Serigne Fattah a fait sienne cette citation : “Mens sana in corpore sano”, autrement dit “Un esprit sain dans un corps sain”. Il pratiquait régulièrement le sport. Très discrètement, durant les années 1980, il conduisait régulièrement son véhicule jusqu’au Yukokai Club et fin des années 1990 et début années 2000 à l’Olympique Club pour pratiquer son judo. Il était ceinture noire, 4ème dan, dans la plus grande discrétion. 
Après le décès de son frère Serigne Mohamed Mbacké, il s’attela à achever la mosquée de Taïf, qui est une merveille du genre. Quand son chambellan lui suggérait de faire un nouvel appel de fonds pour accélérer la cadence, il répondait que son appel était déjà lancé. Sans doute, il ne voudrait point contrarier ceux qui ne seraient pas en mesure de répondre positivement, vu les nombreuses sollicitations dont ils font l’objet. La construction de cette mosquée fut vite achevée, l’inauguration est encore dans les esprits. Cela donna à Serigne Fattah une autre dimension. 

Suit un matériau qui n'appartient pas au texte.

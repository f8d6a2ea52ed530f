//! The runner: maps generated cases to listener notifications
//!
//! Executes each case under `catch_unwind` so a failed assertion or an
//! execution error in one case never aborts the remaining cases.

use std::any::Any;
use std::panic::{self, AssertUnwindSafe};
use std::sync::atomic::{AtomicUsize, Ordering};
use std::sync::Once;

use serde::Serialize;

use super::case::TestCase;
use super::generator::TestCaseGenerator;
use super::listener::{CaseFailure, RunListener};
use crate::common::{Error, Result};

/// One failed case in a run summary
#[derive(Debug, Clone, Serialize)]
pub struct CaseReport {
    pub name: String,
    pub failure: CaseFailure,
}

/// Result of running a whole suite
#[derive(Debug, Serialize)]
pub struct RunSummary {
    pub suite: String,
    pub total: usize,
    pub passed: usize,
    pub failed: usize,
    pub failures: Vec<CaseReport>,
}

impl RunSummary {
    pub fn all_passed(&self) -> bool {
        self.failed == 0
    }
}

/// Drives one generator through one run, notifying listeners per case.
pub struct Runner<G> {
    generator: G,
    listeners: Vec<Box<dyn RunListener>>,
}

impl<G: TestCaseGenerator> Runner<G> {
    pub fn new(generator: G) -> Self {
        Self {
            generator,
            listeners: Vec::new(),
        }
    }

    /// Register a notification sink for this run
    pub fn with_listener(mut self, listener: impl RunListener + 'static) -> Self {
        self.listeners.push(Box::new(listener));
        self
    }

    /// Run the suite to completion
    ///
    /// Lifecycle: generate, suite_started, set_up, one started/outcome/
    /// finished triple per case, tear_down, suite_finished. A `set_up`
    /// failure aborts the run without attempting `tear_down`; `tear_down`
    /// runs even when cases failed and its error propagates before
    /// `suite_finished` fires.
    pub fn run(mut self) -> Result<RunSummary> {
        let cases = self
            .generator
            .generate()
            .map_err(|e| Error::Generate(e.to_string()))?;
        let suite = self.generator.suite_name().to_string();
        let total = cases.len();

        for listener in &mut self.listeners {
            listener.suite_started(&suite, total);
        }

        self.generator
            .set_up()
            .map_err(|e| Error::Setup(e.to_string()))?;

        // The default hook would print a backtrace for every failed
        // assertion; suppress panic output while cases run.
        let silencer = SilenceGuard::enter();

        let mut failures = Vec::new();
        let generator = &mut self.generator;
        let listeners = &mut self.listeners;

        for case in &cases {
            for listener in listeners.iter_mut() {
                listener.case_started(&case.name);
            }

            match panic::catch_unwind(AssertUnwindSafe(|| generator.execute(case))) {
                Ok(Ok(())) => {
                    for listener in listeners.iter_mut() {
                        listener.case_succeeded(&case.name);
                    }
                }
                Ok(Err(e)) => {
                    let failure = CaseFailure::Error(e.to_string());
                    report_failure(listeners, &mut failures, case, failure);
                }
                Err(payload) => {
                    let failure = CaseFailure::Assertion(panic_message(payload));
                    report_failure(listeners, &mut failures, case, failure);
                }
            }

            for listener in listeners.iter_mut() {
                listener.case_finished(&case.name);
            }
        }

        drop(silencer);

        self.generator
            .tear_down()
            .map_err(|e| Error::Teardown(e.to_string()))?;

        for listener in &mut self.listeners {
            listener.suite_finished(&suite);
        }

        Ok(RunSummary {
            suite,
            total,
            passed: total - failures.len(),
            failed: failures.len(),
            failures,
        })
    }
}

fn report_failure<E, I>(
    listeners: &mut [Box<dyn RunListener>],
    failures: &mut Vec<CaseReport>,
    case: &TestCase<E, I>,
    failure: CaseFailure,
) {
    for listener in listeners.iter_mut() {
        listener.case_failed(&case.name, &failure);
    }
    failures.push(CaseReport {
        name: case.name.clone(),
        failure,
    });
}

static SILENCER_INIT: Once = Once::new();
static ACTIVE_RUNS: AtomicUsize = AtomicUsize::new(0);

/// Suppresses default panic output while at least one run is in its case
/// loop.
///
/// The panic hook is process-global state, so it is wrapped exactly once:
/// the wrapper delegates to whatever hook was installed before the first
/// run whenever no run is active. Guards only count in and out of the
/// wrapper, which keeps overlapping runs on different threads correct and
/// makes release safe during an unwind (`set_hook` cannot be called from a
/// panicking thread, so a swap-and-restore guard would abort there).
struct SilenceGuard;

impl SilenceGuard {
    fn enter() -> Self {
        SILENCER_INIT.call_once(|| {
            let prev = panic::take_hook();
            panic::set_hook(Box::new(move |info| {
                if ACTIVE_RUNS.load(Ordering::SeqCst) == 0 {
                    prev(info);
                }
            }));
        });
        ACTIVE_RUNS.fetch_add(1, Ordering::SeqCst);
        Self
    }
}

impl Drop for SilenceGuard {
    fn drop(&mut self) {
        ACTIVE_RUNS.fetch_sub(1, Ordering::SeqCst);
    }
}

/// Extract a readable message from a panic payload
fn panic_message(payload: Box<dyn Any + Send>) -> String {
    if let Some(s) = payload.downcast_ref::<&str>() {
        (*s).to_string()
    } else if let Some(s) = payload.downcast_ref::<String>() {
        s.clone()
    } else {
        "test case panicked".to_string()
    }
}

#[cfg(test)]
mod tests {
    use super::*;
    use std::sync::atomic::{AtomicBool, Ordering};
    use std::sync::{Arc, Mutex};

    /// What a stubbed case should do when executed
    enum Behavior {
        Pass,
        Panic(&'static str),
        Error(&'static str),
    }

    struct StubGenerator {
        behaviors: Vec<Behavior>,
        fail_set_up: bool,
        fail_generate: bool,
        fail_tear_down: bool,
        set_up_ran: Arc<AtomicBool>,
        tear_down_ran: Arc<AtomicBool>,
    }

    impl StubGenerator {
        fn new(behaviors: Vec<Behavior>) -> Self {
            Self {
                behaviors,
                fail_set_up: false,
                fail_generate: false,
                fail_tear_down: false,
                set_up_ran: Arc::new(AtomicBool::new(false)),
                tear_down_ran: Arc::new(AtomicBool::new(false)),
            }
        }
    }

    impl TestCaseGenerator for StubGenerator {
        type Expected = usize;
        type Input = usize;

        fn suite_name(&self) -> &str {
            "stub"
        }

        fn generate(&mut self) -> Result<Vec<TestCase<usize, usize>>> {
            if self.fail_generate {
                return Err(Error::Internal("generate exploded".to_string()));
            }
            Ok((0..self.behaviors.len())
                .map(|i| TestCase::new("case {input}", i, i))
                .collect())
        }

        fn execute(&mut self, case: &TestCase<usize, usize>) -> Result<()> {
            match self.behaviors[case.input] {
                Behavior::Pass => Ok(()),
                Behavior::Panic(msg) => panic!("{}", msg),
                Behavior::Error(msg) => Err(Error::Internal(msg.to_string())),
            }
        }

        fn set_up(&mut self) -> Result<()> {
            self.set_up_ran.store(true, Ordering::SeqCst);
            if self.fail_set_up {
                return Err(Error::Internal("setup exploded".to_string()));
            }
            Ok(())
        }

        fn tear_down(&mut self) -> Result<()> {
            self.tear_down_ran.store(true, Ordering::SeqCst);
            if self.fail_tear_down {
                return Err(Error::Internal("teardown exploded".to_string()));
            }
            Ok(())
        }
    }

    /// Records every notification as a flat string for order assertions
    #[derive(Clone, Default)]
    struct Recording(Arc<Mutex<Vec<String>>>);

    impl Recording {
        fn events(&self) -> Vec<String> {
            self.0.lock().unwrap().clone()
        }
    }

    impl RunListener for Recording {
        fn suite_started(&mut self, suite: &str, total: usize) {
            self.0
                .lock()
                .unwrap()
                .push(format!("suite_started:{suite}:{total}"));
        }
        fn case_started(&mut self, name: &str) {
            self.0.lock().unwrap().push(format!("started:{name}"));
        }
        fn case_succeeded(&mut self, name: &str) {
            self.0.lock().unwrap().push(format!("succeeded:{name}"));
        }
        fn case_failed(&mut self, name: &str, failure: &CaseFailure) {
            self.0
                .lock()
                .unwrap()
                .push(format!("failed:{name}:{failure}"));
        }
        fn case_finished(&mut self, name: &str) {
            self.0.lock().unwrap().push(format!("finished:{name}"));
        }
        fn suite_finished(&mut self, suite: &str) {
            self.0.lock().unwrap().push(format!("suite_finished:{suite}"));
        }
    }

    #[test]
    fn test_notifications_fire_in_order() {
        let recording = Recording::default();
        let generator = StubGenerator::new(vec![Behavior::Pass, Behavior::Pass]);

        let summary = Runner::new(generator)
            .with_listener(recording.clone())
            .run()
            .unwrap();

        assert!(summary.all_passed());
        assert_eq!(
            recording.events(),
            vec![
                "suite_started:stub:2",
                "started:case 0",
                "succeeded:case 0",
                "finished:case 0",
                "started:case 1",
                "succeeded:case 1",
                "finished:case 1",
                "suite_finished:stub",
            ]
        );
    }

    #[test]
    fn test_failing_case_does_not_stop_the_run() {
        let recording = Recording::default();
        let generator = StubGenerator::new(vec![
            Behavior::Pass,
            Behavior::Panic("middle case blew up"),
            Behavior::Pass,
        ]);

        let summary = Runner::new(generator)
            .with_listener(recording.clone())
            .run()
            .unwrap();

        assert_eq!(summary.total, 3);
        assert_eq!(summary.passed, 2);
        assert_eq!(summary.failed, 1);

        let events = recording.events();
        assert!(events.contains(&"succeeded:case 2".to_string()));
        assert!(events.contains(&"finished:case 1".to_string()));
    }

    #[test]
    fn test_panic_and_error_are_classified() {
        let generator = StubGenerator::new(vec![
            Behavior::Error("boom"),
            Behavior::Panic("nope"),
        ]);

        let summary = Runner::new(generator).run().unwrap();

        assert_eq!(summary.failed, 2);
        assert!(matches!(
            &summary.failures[0].failure,
            CaseFailure::Error(msg) if msg.contains("boom")
        ));
        assert_eq!(
            summary.failures[1].failure,
            CaseFailure::Assertion("nope".to_string())
        );
    }

    #[test]
    fn test_tear_down_runs_despite_failures() {
        let generator = StubGenerator::new(vec![Behavior::Panic("bad"), Behavior::Pass]);
        let tear_down_ran = generator.tear_down_ran.clone();

        let summary = Runner::new(generator).run().unwrap();

        assert_eq!(summary.failed, 1);
        assert!(tear_down_ran.load(Ordering::SeqCst));
    }

    #[test]
    fn test_set_up_failure_skips_cases_and_tear_down() {
        let recording = Recording::default();
        let mut generator = StubGenerator::new(vec![Behavior::Pass]);
        generator.fail_set_up = true;
        let tear_down_ran = generator.tear_down_ran.clone();

        let result = Runner::new(generator).with_listener(recording.clone()).run();

        assert!(matches!(result, Err(Error::Setup(_))));
        assert!(!tear_down_ran.load(Ordering::SeqCst));
        // suite_started fires before set_up, but no case ever does
        assert_eq!(recording.events(), vec!["suite_started:stub:1"]);
    }

    #[test]
    fn test_generate_failure_aborts_before_any_notification() {
        let recording = Recording::default();
        let mut generator = StubGenerator::new(vec![Behavior::Pass]);
        generator.fail_generate = true;
        let set_up_ran = generator.set_up_ran.clone();

        let result = Runner::new(generator).with_listener(recording.clone()).run();

        assert!(matches!(result, Err(Error::Generate(_))));
        assert!(!set_up_ran.load(Ordering::SeqCst));
        assert!(recording.events().is_empty());
    }

    #[test]
    fn test_tear_down_failure_propagates_before_suite_finished() {
        let recording = Recording::default();
        let mut generator = StubGenerator::new(vec![Behavior::Pass]);
        generator.fail_tear_down = true;

        let result = Runner::new(generator).with_listener(recording.clone()).run();

        assert!(matches!(result, Err(Error::Teardown(_))));
        let events = recording.events();
        assert!(events.contains(&"finished:case 0".to_string()));
        assert!(!events.iter().any(|e| e.starts_with("suite_finished")));
    }

    #[test]
    fn test_empty_suite_yields_empty_summary() {
        let recording = Recording::default();
        let generator = StubGenerator::new(Vec::new());

        let summary = Runner::new(generator)
            .with_listener(recording.clone())
            .run()
            .unwrap();

        assert_eq!(summary.total, 0);
        assert!(summary.all_passed());
        assert_eq!(
            recording.events(),
            vec!["suite_started:stub:0", "suite_finished:stub"]
        );
    }
}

Comme pour son défunt père, l’éducation était indissociable de notre religion et des préceptes du Mouridisme, à savoir le travail qui ouvre la voie de l’indépendance et nous éloigne de l’oisiveté, de la paresse et de la facilité. Il n’était pas du genre à arpenter les bureaux, à demander une intervention comme nous savons si bien le faire ou à squatter les studios de radio ou les plateaux de télévision pour montrer des connaissances, tirer des flèches ou s’enflammer sur telle ou telle situation. Je crois qu’il n’en avait point besoin vu son cursus scolaire et universitaire avec ses diplômes d’économie et de grammaire arabe, langue qu’il maitrisait parfaitement. Ses contemporains sont là pour l’attester. 
Imbu de l’éducation multiforme reçue de ses valeureux parents, il était avare en paroles en public, comme son regretté père du reste. Mais cela ne l’empêchait pas, en privé et avec sa retenue légendaire, d’évoquer non sans humour avec ses plus proches les problèmes sociétaux, économiques, politiques et culturels de ce bas monde sans pour autant donner des indications dans un sens ou dans un autre. Il avait un large éventail d’amitiés solides et de fervents talibés avec leurs opinions plurielles. 
  
Une touche personnelle. Il m’a fait l’honneur de venir me rendre visite chez moi à Dakar et m’a donné des indications pour organiser une journée afin de lui rendre hommage. On me prête son amitié, mais du fond du cœur je ne peux que revendiquer mon statut de talibé dans toute son acception mouride. Malgré ses occupations, Serigne Fattah a tenu à venir faire le Toud de deux de mes enfants. Quelle disponibilité ! Je m’en tiens là. 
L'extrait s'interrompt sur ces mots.